Medical Training mit Pferden – was sich dahinter verbirgt und welche Vorteile das Training mit sich bringt
(1. Teil)
Es ist wieder soweit – die jährliche Impfung deines Pferdes steht an. Ein Termin, der entspannt und gefahrlos für alle Beteiligten ablaufen kann. Ein gutes Medical Training lässt die Traumvorstellung zahlreicher Pferdemenschen von einem kooperierendem Pferd bei Behandlungen jeglicher Art Wirklichkeit werden.
WAS IST MEDICAL TRAINING?
Der Fokus des Medical Trainings liegt auf dem kleinschrittigen Trainieren aller Sequenzen einer vorher definierten Behandlung am Pferd (z.B. Zahnkontrolle, Blutentnahme, …), wodurch zukünftig jene Behandlung entspannt für Pferd und Mensch erfolgen kann. Stress durch eventuelle Zwangsmaßnahmen sowie die Verletzungsgefahr durch Abwehrverhalten des Tieres können somit für Mensch und Pferd auf ein Minimum reduziert werden. Eine zentrale Rolle spielt der Einsatz von Kooperationsverhalten des Pferdes. Das Einnehmen eines vorher festgelegten Kooperationsverhaltens enthält für den Menschen die Information, dass eine Behandlung starten bzw andauern kann.

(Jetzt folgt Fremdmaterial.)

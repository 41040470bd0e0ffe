//! Gateway batch-push API

use super::{healthz, metrics, readyz, ErrorBody};
use crate::error::AdmissionError;
use crate::gateway::{GatewayPipeline, GatewayStats, SubmitReport};
use crate::health::HealthRegistry;
use axum::{
    body::Bytes,
    extract::{DefaultBodyLimit, FromRef, State},
    http::{header, StatusCode},
    response::{IntoResponse, Response},
    routing::{get, post},
    Json, Router,
};
use std::sync::Arc;

/// Largest accepted push body
pub const MAX_BATCH_BYTES: usize = 16 * 1024 * 1024;

/// Seconds an agent is told to wait after a capacity rejection
const RETRY_AFTER_SECS: &str = "1";

#[derive(Clone)]
pub struct GatewayState {
    pub pipeline: Arc<GatewayPipeline>,
    pub health: HealthRegistry,
}

impl GatewayState {
    pub fn new(pipeline: Arc<GatewayPipeline>, health: HealthRegistry) -> Self {
        Self { pipeline, health }
    }
}

impl FromRef<GatewayState> for HealthRegistry {
    fn from_ref(state: &GatewayState) -> Self {
        state.health.clone()
    }
}

impl IntoResponse for AdmissionError {
    fn into_response(self) -> Response {
        let body = Json(ErrorBody {
            error: self.to_string(),
            retryable: self.is_retryable(),
        });
        match self {
            AdmissionError::Capacity { .. } => (
                StatusCode::SERVICE_UNAVAILABLE,
                [(header::RETRY_AFTER, RETRY_AFTER_SECS)],
                body,
            )
                .into_response(),
            AdmissionError::Malformed(_) => (StatusCode::BAD_REQUEST, body).into_response(),
        }
    }
}

/// Accept one protobuf-encoded batch
async fn push_batch(
    State(state): State<GatewayState>,
    body: Bytes,
) -> Result<Json<SubmitReport>, AdmissionError> {
    state.pipeline.submit_bytes(&body).map(Json)
}

async fn stats(State(state): State<GatewayState>) -> Json<GatewayStats> {
    Json(state.pipeline.stats())
}

pub fn create_router(state: GatewayState) -> Router {
    Router::new()
        .route("/v1/batches", post(push_batch))
        .route("/stats", get(stats))
        .route("/healthz", get(healthz))
        .route("/readyz", get(readyz))
        .route("/metrics", get(metrics))
        .layer(DefaultBodyLimit::max(MAX_BATCH_BYTES))
        .with_state(state)
}
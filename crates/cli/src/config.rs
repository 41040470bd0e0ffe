//! Configuration management for the CLI

use anyhow::{Context, Result};
use serde::{Deserialize, Serialize};
use std::path::{Path, PathBuf};

use crate::output::OutputFormat;

pub const DEFAULT_AGENT_URL: &str = "http://localhost:8080";
pub const DEFAULT_GATEWAY_URL: &str = "http://localhost:9090";

/// CLI defaults read from `~/.config/fedtel/config.json`
#[derive(Debug, Clone, Serialize, Deserialize, Default)]
pub struct Config {
    /// Agent API used by `load` and as the `status` fallback
    pub agent_url: Option<String>,
    /// Gateway API used by `sinks`
    pub gateway_url: Option<String>,
    /// Default output format
    pub default_format: Option<OutputFormat>,
}

impl Config {
    /// Load from the default location; a missing file yields defaults
    pub fn load() -> Result<Self> {
        match Self::config_path() {
            Some(path) => Self::load_from(&path),
            None => Ok(Self::default()),
        }
    }

    pub fn load_from(path: &Path) -> Result<Self> {
        if !path.exists() {
            return Ok(Self::default());
        }

        let content = std::fs::read_to_string(path).context("Failed to read config file")?;

        serde_json::from_str(&content).context("Failed to parse config file")
    }

    pub fn agent_url(&self, flag: Option<String>) -> String {
        flag.or_else(|| self.agent_url.clone())
            .unwrap_or_else(|| DEFAULT_AGENT_URL.to_string())
    }

    pub fn gateway_url(&self, flag: Option<String>) -> String {
        flag.or_else(|| self.gateway_url.clone())
            .unwrap_or_else(|| DEFAULT_GATEWAY_URL.to_string())
    }

    pub fn format(&self, flag: Option<OutputFormat>) -> OutputFormat {
        flag.or(self.default_format).unwrap_or_default()
    }

    fn config_path() -> Option<PathBuf> {
        dirs_next::home_dir().map(|home| home.join(".config").join("fedtel").join("config.json"))
    }
}

#[cfg(test)]
mod tests {
    use super::*;
    use std::io::Write;

    #[test]
    fn test_missing_file_yields_builtin_defaults() {
        let dir = tempfile::tempdir().unwrap();
        let config = Config::load_from(&dir.path().join("config.json")).unwrap();

        assert_eq!(config.agent_url(None), DEFAULT_AGENT_URL);
        assert_eq!(config.gateway_url(None), DEFAULT_GATEWAY_URL);
        assert_eq!(config.format(None), OutputFormat::Table);
    }

    #[test]
    fn test_flags_override_file_values() {
        let mut file = tempfile::NamedTempFile::new().unwrap();
        write!(
            file,
            r#"{{"gateway_url": "http://hub:9090", "default_format": "json"}}"#
        )
        .unwrap();

        let config = Config::load_from(file.path()).unwrap();

        assert_eq!(config.gateway_url(None), "http://hub:9090");
        assert_eq!(
            config.gateway_url(Some("http://other:9090".to_string())),
            "http://other:9090"
        );
        assert_eq!(config.agent_url(None), DEFAULT_AGENT_URL);
        assert_eq!(config.format(None), OutputFormat::Json);
        assert_eq!(config.format(Some(OutputFormat::Table)), OutputFormat::Table);
    }

    #[test]
    fn test_malformed_file_is_an_error() {
        let mut file = tempfile::NamedTempFile::new().unwrap();
        write!(file, "not json").unwrap();

        assert!(Config::load_from(file.path()).is_err());
    }
}
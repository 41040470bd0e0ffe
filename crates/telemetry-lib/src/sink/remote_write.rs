//! Metrics store backend speaking the Prometheus remote-write protocol

use super::http::HttpPoster;
use super::{ExportRequest, ExporterBackend};
use crate::config::SinkKind;
use crate::error::DeliveryError;
use crate::models::{Payload, SignalType};
use async_trait::async_trait;
use prost::Message;
use reqwest::header::{HeaderMap, HeaderValue};
use std::collections::BTreeMap;

const REMOTE_WRITE_VERSION: &str = "0.1.0";

#[derive(Clone, PartialEq, Message)]
pub struct WriteRequest {
    #[prost(message, repeated, tag = "1")]
    pub timeseries: Vec<TimeSeries>,
}

#[derive(Clone, PartialEq, Message)]
pub struct TimeSeries {
    #[prost(message, repeated, tag = "1")]
    pub labels: Vec<Label>,
    #[prost(message, repeated, tag = "2")]
    pub samples: Vec<Sample>,
}

#[derive(Clone, PartialEq, Message)]
pub struct Label {
    #[prost(string, tag = "1")]
    pub name: String,
    #[prost(string, tag = "2")]
    pub value: String,
}

#[derive(Clone, PartialEq, Message)]
pub struct Sample {
    #[prost(double, tag = "1")]
    pub value: f64,
    #[prost(int64, tag = "2")]
    pub timestamp: i64,
}

pub struct RemoteWriteBackend {
    poster: HttpPoster,
}

impl RemoteWriteBackend {
    pub fn new(poster: HttpPoster) -> Self {
        Self { poster }
    }
}

#[async_trait]
impl ExporterBackend for RemoteWriteBackend {
    fn kind(&self) -> SinkKind {
        SinkKind::PrometheusRemoteWrite
    }

    fn accepts(&self, signal: SignalType) -> bool {
        signal == SignalType::Metric
    }

    async fn export(&self, request: &ExportRequest) -> Result<(), DeliveryError> {
        let body = snap::raw::Encoder::new()
            .compress_vec(&write_request(request).encode_to_vec())
            .map_err(|e| DeliveryError::Permanent(format!("snappy encode: {e}")))?;

        let mut headers = HeaderMap::new();
        headers.insert(
            "x-prometheus-remote-write-version",
            HeaderValue::from_static(REMOTE_WRITE_VERSION),
        );
        self.poster
            .post(
                request,
                "application/x-protobuf",
                Some("snappy"),
                headers,
                body,
            )
            .await
    }
}

/// One series per metric record; labels sorted by name
pub fn write_request(request: &ExportRequest) -> WriteRequest {
    let timeseries = request
        .records
        .iter()
        .filter_map(|record| {
            let Payload::Metric { name, value, unit } = &record.payload else {
                return None;
            };

            let mut labels: BTreeMap<String, String> = record
                .resource_attributes
                .iter()
                .map(|(k, v)| (label_name(k), v.clone()))
                .collect();
            if !unit.is_empty() {
                labels.insert("unit".to_string(), unit.clone());
            }
            labels.insert("__name__".to_string(), label_name(name));

            Some(TimeSeries {
                labels: labels
                    .into_iter()
                    .map(|(name, value)| Label { name, value })
                    .collect(),
                samples: vec![Sample {
                    value: *value,
                    timestamp: record.timestamp.timestamp_millis(),
                }],
            })
        })
        .collect();

    WriteRequest { timeseries }
}

/// Coerce to `[a-zA-Z_][a-zA-Z0-9_]*`
fn label_name(raw: &str) -> String {
    let mut name: String = raw
        .chars()
        .map(|c| if c.is_ascii_alphanumeric() { c } else { '_' })
        .collect();
    if name.starts_with(|c: char| c.is_ascii_digit()) || name.is_empty() {
        name.insert(0, '_');
    }
    name
}
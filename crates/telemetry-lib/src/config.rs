//! Static configuration types shared by the agent and gateway binaries
//!
//! Everything here deserializes from the layered `config` sources the
//! binaries build (TOML file under environment overrides). Defaults match a
//! small single-node deployment.

use crate::circuit::CircuitBreakerConfig;
use crate::error::ConfigError;
use crate::models::SignalType;
use crate::queue::OverflowPolicy;
use crate::retry::RetryPolicy;
use crate::sink::AttributeMapping;
use crate::tagger::ClusterIdentity;
use serde::{Deserialize, Serialize};
use std::collections::{BTreeMap, HashSet};
use std::time::Duration;

/// Identity of the edge cluster an agent runs in
#[derive(Debug, Clone, Default, Deserialize, Serialize)]
pub struct ClusterSettings {
    #[serde(default)]
    pub name: String,
    #[serde(default)]
    pub region: String,
    #[serde(default)]
    pub environment: String,
    /// Additional `cluster.*` attributes (zone, provider, ...)
    #[serde(default)]
    pub extra: BTreeMap<String, String>,
}

impl ClusterSettings {
    /// Build the tagger identity; fails when name, region or environment is blank
    pub fn identity(&self) -> Result<ClusterIdentity, ConfigError> {
        let identity = ClusterIdentity::new(&self.name, &self.region, &self.environment)?;
        Ok(self
            .extra
            .iter()
            .fold(identity, |id, (key, value)| id.with_extra(key, value)))
    }
}

#[derive(Debug, Clone, Deserialize, Serialize)]
pub struct CircuitSettings {
    #[serde(default = "default_failure_threshold")]
    pub failure_threshold: u32,
    #[serde(default = "default_base_cooldown_ms")]
    pub base_cooldown_ms: u64,
    #[serde(default = "default_max_cooldown_ms")]
    pub max_cooldown_ms: u64,
}

fn default_failure_threshold() -> u32 {
    5
}

fn default_base_cooldown_ms() -> u64 {
    5_000
}

fn default_max_cooldown_ms() -> u64 {
    300_000
}

impl Default for CircuitSettings {
    fn default() -> Self {
        Self {
            failure_threshold: default_failure_threshold(),
            base_cooldown_ms: default_base_cooldown_ms(),
            max_cooldown_ms: default_max_cooldown_ms(),
        }
    }
}

impl CircuitSettings {
    pub fn validate(&self) -> Result<(), ConfigError> {
        if self.failure_threshold == 0 {
            return Err(ConfigError::Invalid {
                field: "circuit.failure_threshold",
                reason: "must be at least 1".to_string(),
            });
        }
        if self.max_cooldown_ms < self.base_cooldown_ms {
            return Err(ConfigError::Invalid {
                field: "circuit.max_cooldown_ms",
                reason: format!(
                    "{} is below base_cooldown_ms {}",
                    self.max_cooldown_ms, self.base_cooldown_ms
                ),
            });
        }
        Ok(())
    }

    pub fn to_breaker_config(&self) -> CircuitBreakerConfig {
        CircuitBreakerConfig {
            failure_threshold: self.failure_threshold,
            base_cooldown: Duration::from_millis(self.base_cooldown_ms),
            max_cooldown: Duration::from_millis(self.max_cooldown_ms),
        }
    }
}

#[derive(Debug, Clone, Deserialize, Serialize)]
pub struct RetrySettings {
    #[serde(default = "default_base_delay_ms")]
    pub base_delay_ms: u64,
    #[serde(default = "default_max_delay_ms")]
    pub max_delay_ms: u64,
    #[serde(default = "default_max_attempts")]
    pub max_attempts: u32,
    #[serde(default = "default_jitter_ms")]
    pub jitter_ms: u64,
}

fn default_base_delay_ms() -> u64 {
    500
}

fn default_max_delay_ms() -> u64 {
    30_000
}

fn default_max_attempts() -> u32 {
    5
}

fn default_jitter_ms() -> u64 {
    250
}

impl Default for RetrySettings {
    fn default() -> Self {
        Self {
            base_delay_ms: default_base_delay_ms(),
            max_delay_ms: default_max_delay_ms(),
            max_attempts: default_max_attempts(),
            jitter_ms: default_jitter_ms(),
        }
    }
}

impl RetrySettings {
    pub fn to_policy(&self) -> RetryPolicy {
        RetryPolicy {
            base_delay: Duration::from_millis(self.base_delay_ms),
            max_delay: Duration::from_millis(self.max_delay_ms),
            max_attempts: self.max_attempts,
            jitter: Duration::from_millis(self.jitter_ms),
        }
    }
}

/// Backend implementation selected for a sink
#[derive(Debug, Clone, Copy, PartialEq, Eq, Hash, Deserialize, Serialize)]
#[serde(rename_all = "snake_case")]
pub enum SinkKind {
    /// Metrics store via the remote-write protocol
    PrometheusRemoteWrite,
    /// Log store bulk append (NDJSON)
    LogBulk,
    /// Trace store span export
    TraceExport,
    /// Third-party vendor API, all signal types
    Forwarder,
    /// In-process store, for tests and dry runs
    Memory,
}

impl SinkKind {
    pub fn as_str(&self) -> &'static str {
        match self {
            SinkKind::PrometheusRemoteWrite => "prometheus_remote_write",
            SinkKind::LogBulk => "log_bulk",
            SinkKind::TraceExport => "trace_export",
            SinkKind::Forwarder => "forwarder",
            SinkKind::Memory => "memory",
        }
    }

    pub fn requires_endpoint(&self) -> bool {
        !matches!(self, SinkKind::Memory)
    }
}

impl std::fmt::Display for SinkKind {
    fn fmt(&self, f: &mut std::fmt::Formatter<'_>) -> std::fmt::Result {
        f.write_str(self.as_str())
    }
}

/// One backend the gateway fans out to
#[derive(Debug, Clone, Deserialize, Serialize)]
pub struct SinkDefinition {
    pub name: String,
    pub kind: SinkKind,
    #[serde(default)]
    pub endpoint: Option<String>,
    /// Bearer token, or API key for the forwarder
    #[serde(default, skip_serializing)]
    pub auth_token: Option<String>,
    #[serde(default = "default_enabled")]
    pub enabled: bool,
    #[serde(default = "default_queue_capacity")]
    pub queue_capacity: usize,
    #[serde(default)]
    pub overflow: OverflowPolicy,
    /// Restrict the sink to these signal types on top of what the backend accepts
    #[serde(default)]
    pub signals: Option<Vec<SignalType>>,
    #[serde(default)]
    pub retry: RetrySettings,
    #[serde(default)]
    pub circuit: CircuitSettings,
    #[serde(default)]
    pub attribute_mapping: AttributeMapping,
    /// Retention/TTL hint passed to the backend
    #[serde(default)]
    pub retention_hint_secs: Option<u64>,
    /// Whether the backend deduplicates on the batch id
    #[serde(default)]
    pub dedup: bool,
    #[serde(default = "default_request_timeout_ms")]
    pub request_timeout_ms: u64,
    #[serde(default = "default_shutdown_grace_ms")]
    pub shutdown_grace_ms: u64,
}

fn default_enabled() -> bool {
    true
}

fn default_queue_capacity() -> usize {
    1_024
}

fn default_request_timeout_ms() -> u64 {
    10_000
}

fn default_shutdown_grace_ms() -> u64 {
    5_000
}

impl SinkDefinition {
    /// Minimal enabled definition with defaults for everything else
    pub fn new(name: impl Into<String>, kind: SinkKind) -> Self {
        Self {
            name: name.into(),
            kind,
            endpoint: None,
            auth_token: None,
            enabled: true,
            queue_capacity: default_queue_capacity(),
            overflow: OverflowPolicy::default(),
            signals: None,
            retry: RetrySettings::default(),
            circuit: CircuitSettings::default(),
            attribute_mapping: AttributeMapping::default(),
            retention_hint_secs: None,
            dedup: false,
            request_timeout_ms: default_request_timeout_ms(),
            shutdown_grace_ms: default_shutdown_grace_ms(),
        }
    }

    pub fn validate(&self) -> Result<(), ConfigError> {
        let invalid = |reason: String| ConfigError::InvalidSink {
            name: self.name.clone(),
            reason,
        };

        if self.name.trim().is_empty() {
            return Err(invalid("name must not be empty".to_string()));
        }
        if self.queue_capacity == 0 {
            return Err(invalid("queue_capacity must be at least 1".to_string()));
        }
        if self.kind.requires_endpoint() {
            let endpoint = self
                .endpoint
                .as_deref()
                .ok_or_else(|| invalid(format!("kind `{}` requires an endpoint", self.kind)))?;
            reqwest::Url::parse(endpoint)
                .map_err(|e| invalid(format!("endpoint `{endpoint}`: {e}")))?;
        }
        if matches!(&self.signals, Some(signals) if signals.is_empty()) {
            return Err(invalid("signals must not be an empty list".to_string()));
        }
        self.circuit.validate().map_err(|e| invalid(e.to_string()))?;
        Ok(())
    }

    pub fn request_timeout(&self) -> Duration {
        Duration::from_millis(self.request_timeout_ms)
    }

    pub fn shutdown_grace(&self) -> Duration {
        Duration::from_millis(self.shutdown_grace_ms)
    }
}

/// Validate every definition and reject duplicate names
pub fn validate_sinks(definitions: &[SinkDefinition]) -> Result<(), ConfigError> {
    let mut seen = HashSet::new();
    for definition in definitions {
        definition.validate()?;
        if !seen.insert(definition.name.as_str()) {
            return Err(ConfigError::InvalidSink {
                name: definition.name.clone(),
                reason: "duplicate sink name".to_string(),
            });
        }
    }
    if !definitions.iter().any(|d| d.enabled) {
        return Err(ConfigError::Invalid {
            field: "sinks",
            reason: "at least one enabled sink is required".to_string(),
        });
    }
    Ok(())
}

#[cfg(test)]
mod tests {
    use super::*;
    use crate::models::attributes;

    #[test]
    fn test_blank_identity_is_fatal() {
        let settings = ClusterSettings {
            name: "edge-a".to_string(),
            region: "eu-west".to_string(),
            environment: "  ".to_string(),
            extra: BTreeMap::new(),
        };
        assert_eq!(
            settings.identity().unwrap_err(),
            ConfigError::MissingIdentity(attributes::CLUSTER_ENVIRONMENT)
        );
    }

    #[test]
    fn test_sink_definition_defaults() {
        let def: SinkDefinition = serde_json::from_str(
            r#"{"name": "logs", "kind": "log_bulk", "endpoint": "http://loki:3100/bulk"}"#,
        )
        .unwrap();

        assert!(def.enabled);
        assert_eq!(def.queue_capacity, 1_024);
        assert_eq!(def.overflow, OverflowPolicy::DropNewest);
        assert_eq!(def.retry.max_attempts, 5);
        assert!(def.validate().is_ok());
    }

    #[test]
    fn test_http_sink_requires_endpoint() {
        let def = SinkDefinition::new("metrics", SinkKind::PrometheusRemoteWrite);
        assert!(matches!(
            def.validate(),
            Err(ConfigError::InvalidSink { .. })
        ));
        assert!(SinkDefinition::new("mem", SinkKind::Memory).validate().is_ok());
    }

    #[test]
    fn test_duplicate_sink_names_rejected() {
        let defs = vec![
            SinkDefinition::new("mem", SinkKind::Memory),
            SinkDefinition::new("mem", SinkKind::Memory),
        ];
        let err = validate_sinks(&defs).unwrap_err();
        assert!(err.to_string().contains("duplicate"));
    }

    #[test]
    fn test_all_disabled_rejected() {
        let mut def = SinkDefinition::new("mem", SinkKind::Memory);
        def.enabled = false;
        assert!(validate_sinks(&[def]).is_err());
    }

    #[test]
    fn test_circuit_settings_conversion() {
        let settings = CircuitSettings {
            failure_threshold: 3,
            base_cooldown_ms: 1_000,
            max_cooldown_ms: 8_000,
        };
        let config = settings.to_breaker_config();
        assert_eq!(config.failure_threshold, 3);
        assert_eq!(config.max_cooldown, Duration::from_secs(8));

        let inverted = CircuitSettings {
            max_cooldown_ms: 10,
            ..settings
        };
        assert!(inverted.validate().is_err());
    }
}
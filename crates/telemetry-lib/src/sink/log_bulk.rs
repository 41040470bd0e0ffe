//! Log store backend: newline-delimited JSON bulk append

use super::http::HttpPoster;
use super::{ExportRequest, ExporterBackend};
use crate::config::SinkKind;
use crate::error::DeliveryError;
use crate::models::{Payload, SignalType};
use async_trait::async_trait;
use chrono::SecondsFormat;
use reqwest::header::HeaderMap;
use serde_json::json;

pub struct LogBulkBackend {
    poster: HttpPoster,
}

impl LogBulkBackend {
    pub fn new(poster: HttpPoster) -> Self {
        Self { poster }
    }
}

#[async_trait]
impl ExporterBackend for LogBulkBackend {
    fn kind(&self) -> SinkKind {
        SinkKind::LogBulk
    }

    fn accepts(&self, signal: SignalType) -> bool {
        signal == SignalType::Log
    }

    async fn export(&self, request: &ExportRequest) -> Result<(), DeliveryError> {
        self.poster
            .post(
                request,
                "application/x-ndjson",
                None,
                HeaderMap::new(),
                ndjson(request).into_bytes(),
            )
            .await
    }
}

/// One JSON document per log line
pub fn ndjson(request: &ExportRequest) -> String {
    let mut body = String::new();
    for record in &request.records {
        let Payload::Log { body: line, severity } = &record.payload else {
            continue;
        };
        let doc = json!({
            "timestamp": record.timestamp.to_rfc3339_opts(SecondsFormat::Nanos, true),
            "severity": severity.as_str(),
            "body": line,
            "attributes": record.resource_attributes,
            "batch_id": request.batch_id,
        });
        body.push_str(&doc.to_string());
        body.push('\n');
    }
    body
}
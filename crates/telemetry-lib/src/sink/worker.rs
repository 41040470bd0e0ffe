//! Sink handle, bounded queue and the serial delivery loop

use super::{AttributeMapping, ExportRequest, ExporterBackend};
use crate::circuit::{CircuitBreaker, CircuitBreakerConfig, CircuitState};
use crate::config::{SinkDefinition, SinkKind};
use crate::error::DeliveryError;
use crate::gateway::AdmittedBatch;
use crate::health::{components, HealthRegistry};
use crate::models::SignalType;
use crate::observability::{PipelineMetrics, StructuredLogger};
use crate::queue::{lock, BoundedQueue, OverflowPolicy, PushOutcome};
use crate::retry::RetryPolicy;
use serde::{Deserialize, Serialize};
use std::sync::atomic::{AtomicBool, AtomicU64, AtomicU8, Ordering};
use std::sync::{Arc, Mutex};
use std::time::Duration;
use tokio::sync::{watch, Notify};
use tokio::time::Instant;
use tracing::{debug, info};

/// Delay before re-checking a breaker that refused a send
const BREAKER_RECHECK: Duration = Duration::from_millis(100);

#[derive(Debug, Clone)]
pub struct SinkConfig {
    pub name: String,
    pub queue_capacity: usize,
    pub overflow: OverflowPolicy,
    pub retry: RetryPolicy,
    pub circuit: CircuitBreakerConfig,
    pub mapping: AttributeMapping,
    /// Further restriction over what the backend accepts
    pub signals: Option<Vec<SignalType>>,
    pub shutdown_grace: Duration,
}

impl SinkConfig {
    pub fn new(name: impl Into<String>) -> Self {
        Self {
            name: name.into(),
            queue_capacity: 1_024,
            overflow: OverflowPolicy::DropNewest,
            retry: RetryPolicy::default(),
            circuit: CircuitBreakerConfig::default(),
            mapping: AttributeMapping::default(),
            signals: None,
            shutdown_grace: Duration::from_secs(5),
        }
    }

    pub fn from_definition(definition: &SinkDefinition) -> Self {
        Self {
            name: definition.name.clone(),
            queue_capacity: definition.queue_capacity,
            overflow: definition.overflow,
            retry: definition.retry.to_policy(),
            circuit: definition.circuit.to_breaker_config(),
            mapping: definition.attribute_mapping.clone(),
            signals: definition.signals.clone(),
            shutdown_grace: definition.shutdown_grace(),
        }
    }
}

/// Per-sink delivery accounting, served on the gateway `/stats`
///
/// Once a sink has drained, `delivered + dropped() == offered`.
#[derive(Debug, Clone, PartialEq, Eq, Serialize, Deserialize)]
pub struct SinkStats {
    pub name: String,
    pub kind: SinkKind,
    /// Redelivered batch ids are absorbed downstream; otherwise at-least-once
    #[serde(default)]
    pub dedup: bool,
    pub offered: u64,
    pub enqueued: u64,
    pub delivered: u64,
    pub dropped_queue_full: u64,
    pub dropped_permanent: u64,
    pub dropped_exhausted: u64,
    pub dropped_shutdown: u64,
    pub retries: u64,
    pub queue_depth: usize,
    pub in_flight: bool,
    pub circuit_state: CircuitState,
}

impl SinkStats {
    pub fn dropped(&self) -> u64 {
        self.dropped_queue_full
            + self.dropped_permanent
            + self.dropped_exhausted
            + self.dropped_shutdown
    }

    /// Batches delivered or dropped
    pub fn settled(&self) -> u64 {
        self.delivered + self.dropped()
    }

    /// Batches not yet delivered or dropped
    pub fn pending(&self) -> u64 {
        self.queue_depth as u64 + u64::from(self.in_flight)
    }
}

#[derive(Debug, Default)]
struct Counters {
    offered: AtomicU64,
    enqueued: AtomicU64,
    delivered: AtomicU64,
    dropped_queue_full: AtomicU64,
    dropped_permanent: AtomicU64,
    dropped_exhausted: AtomicU64,
    dropped_shutdown: AtomicU64,
    retries: AtomicU64,
}

struct SinkShared {
    name: String,
    kind: SinkKind,
    dedup: bool,
    queue: Mutex<BoundedQueue<Arc<AdmittedBatch>>>,
    notify: Notify,
    accepting: AtomicBool,
    in_flight: AtomicBool,
    circuit_state: AtomicU8,
    counters: Counters,
    metrics: PipelineMetrics,
    logger: StructuredLogger,
}
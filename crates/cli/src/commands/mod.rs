//! Subcommand implementations

pub mod load;
pub mod sinks;
pub mod status;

Im Gegensatz dazu enthält das Verlassen des Kooperationsverhaltens durch das Pferd die Information für den Menschen, dass die Behandlung an dieser Stelle unterbrochen werden muss. Es ermöglicht dem Menschen den passenden Trainingsschritt zu wählen, da der Grad der Kooperationsbereitschaft des Pferdes an eben diesem ohne Missverständnisse abgeleitet werden kann. Auf diese Weise wird die Basis geschaffen für ein zielführendes Training.
WELCHE VORTEILE BRINGT DAS MEDICAL TRAINING?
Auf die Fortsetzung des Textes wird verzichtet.